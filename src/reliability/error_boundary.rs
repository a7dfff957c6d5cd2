//! Error boundary (spec §4.7, §9 "RAII scopes").
//!
//! Mirrors the original thread_system's scoped crash-callback registration:
//! registering a boundary returns a guard that deregisters it on `Drop`,
//! with an explicit [`ErrorBoundaryGuard::close`] for early release.

use std::sync::atomic::{AtomicU32, Ordering};
use std::sync::Arc;

use dashmap::DashMap;

use crate::degradation::{DegradationLevel, DegradationManager};
use crate::error::{Result, TaskmeshError};

/// What happens to an error observed inside a named scope.
#[derive(Debug, Clone)]
pub enum ErrorBoundaryPolicy {
    /// Propagate the error unchanged.
    FailFast,
    /// Mark the scope's service degraded and surface `ServiceDegraded`
    /// instead of the original error.
    Isolate,
    /// After `threshold` consecutive failures, escalate the service's
    /// degradation level to `level`; the original error still propagates.
    Degrade {
        threshold: u32,
        level: DegradationLevel,
    },
    /// Swallow the error and substitute a fallback value, supplied per call
    /// via [`ErrorBoundary::execute_or_fallback`].
    Fallback,
}

struct BoundaryState {
    consecutive_failures: AtomicU32,
    consecutive_successes: AtomicU32,
}

/// A named error boundary bound to one policy and one service's
/// degradation tracking.
pub struct ErrorBoundary {
    pub(crate) name: String,
    policy: ErrorBoundaryPolicy,
    degradation: Arc<DegradationManager>,
    auto_recover_after: Option<u32>,
    state: BoundaryState,
}

impl std::fmt::Debug for ErrorBoundary {
    fn fmt(&self, f: &mut std::fmt::Formatter<'_>) -> std::fmt::Result {
        f.debug_struct("ErrorBoundary")
            .field("name", &self.name)
            .field("policy", &self.policy)
            .finish()
    }
}

impl ErrorBoundary {
    pub fn new(
        name: impl Into<String>,
        policy: ErrorBoundaryPolicy,
        degradation: Arc<DegradationManager>,
        auto_recover_after: Option<u32>,
    ) -> Self {
        Self {
            name: name.into(),
            policy,
            degradation,
            auto_recover_after,
            state: BoundaryState {
                consecutive_failures: AtomicU32::new(0),
                consecutive_successes: AtomicU32::new(0),
            },
        }
    }

    pub fn level(&self) -> DegradationLevel {
        self.degradation.level(&self.name)
    }

    fn record_success(&self) {
        self.state.consecutive_failures.store(0, Ordering::SeqCst);
        if let Some(n) = self.auto_recover_after {
            let successes = self.state.consecutive_successes.fetch_add(1, Ordering::SeqCst) + 1;
            if successes >= n {
                self.degradation.recover(&self.name);
                self.state.consecutive_successes.store(0, Ordering::SeqCst);
            }
        }
    }

    fn handle_error(&self, err: TaskmeshError) -> Result<TaskmeshError> {
        self.state.consecutive_successes.store(0, Ordering::SeqCst);
        match &self.policy {
            ErrorBoundaryPolicy::FailFast => Ok(err),
            ErrorBoundaryPolicy::Isolate => {
                self.degradation
                    .degrade(&self.name, DegradationLevel::Limited, &err.to_string());
                Err(TaskmeshError::ServiceDegraded {
                    service: self.name.clone(),
                    reason: err.to_string(),
                })
            }
            ErrorBoundaryPolicy::Degrade { threshold, level } => {
                let failures = self.state.consecutive_failures.fetch_add(1, Ordering::SeqCst) + 1;
                if failures >= *threshold {
                    self.degradation.degrade(&self.name, *level, &err.to_string());
                }
                Ok(err)
            }
            ErrorBoundaryPolicy::Fallback => Ok(err),
        }
    }

    /// Run `f`, applying the boundary's policy on failure. Under
    /// `ErrorBoundaryPolicy::Fallback` this still propagates the error —
    /// use [`Self::execute_or_fallback`] to substitute a value instead.
    pub fn execute<T>(&self, f: impl FnOnce() -> Result<T>) -> Result<T> {
        match f() {
            Ok(v) => {
                self.record_success();
                Ok(v)
            }
            Err(e) => Err(self.handle_error(e)?),
        }
    }

    /// Run `f`; under `Fallback` policy, substitute `fallback()`'s value
    /// instead of propagating the error.
    pub fn execute_or_fallback<T>(
        &self,
        f: impl FnOnce() -> Result<T>,
        fallback: impl FnOnce() -> T,
    ) -> Result<T> {
        match f() {
            Ok(v) => {
                self.record_success();
                Ok(v)
            }
            Err(e) => {
                if matches!(self.policy, ErrorBoundaryPolicy::Fallback) {
                    self.state.consecutive_successes.store(0, Ordering::SeqCst);
                    Ok(fallback())
                } else {
                    Err(self.handle_error(e)?)
                }
            }
        }
    }
}

/// A registry of named boundaries supporting scoped (RAII) registration.
#[derive(Debug, Default)]
pub struct ErrorBoundaryRegistry {
    boundaries: DashMap<String, Arc<ErrorBoundary>>,
}

impl ErrorBoundaryRegistry {
    pub fn new() -> Self {
        Self::default()
    }

    pub fn get(&self, name: &str) -> Option<Arc<ErrorBoundary>> {
        self.boundaries.get(name).map(|b| b.clone())
    }

    /// Register `boundary` under its own name, returning a guard that
    /// deregisters it when dropped (or explicitly closed).
    pub fn register(self: &Arc<Self>, boundary: ErrorBoundary) -> ErrorBoundaryGuard {
        let name = boundary.name.clone();
        let handle = Arc::new(boundary);
        self.boundaries.insert(name.clone(), handle.clone());
        ErrorBoundaryGuard {
            registry: self.clone(),
            name: Some(name),
            boundary: handle,
        }
    }
}

/// RAII handle for a registered [`ErrorBoundary`]. Deregisters the boundary
/// on drop; call [`Self::close`] to release deterministically before then.
pub struct ErrorBoundaryGuard {
    registry: Arc<ErrorBoundaryRegistry>,
    name: Option<String>,
    boundary: Arc<ErrorBoundary>,
}

impl ErrorBoundaryGuard {
    pub fn boundary(&self) -> &ErrorBoundary {
        &self.boundary
    }

    /// Deregister immediately rather than waiting for drop.
    pub fn close(mut self) {
        self.deregister();
    }

    fn deregister(&mut self) {
        if let Some(name) = self.name.take() {
            self.registry.boundaries.remove(&name);
        }
    }
}

impl Drop for ErrorBoundaryGuard {
    fn drop(&mut self) {
        self.deregister();
    }
}
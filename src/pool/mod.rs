//! # Worker Pool (C3)
//!
//! A fixed set of worker threads draining a shared [`crate::queue::JobQueue`].

mod job;
mod worker_pool;

pub use job::Job;
pub use worker_pool::WorkerPool;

» **Your task**
When a line in the records holds the string "DashMap", copy that line.

» **Solution for this exercise**
use dashmap::DashMap;
    boundaries: DashMap<String, Arc<ErrorBoundary>>,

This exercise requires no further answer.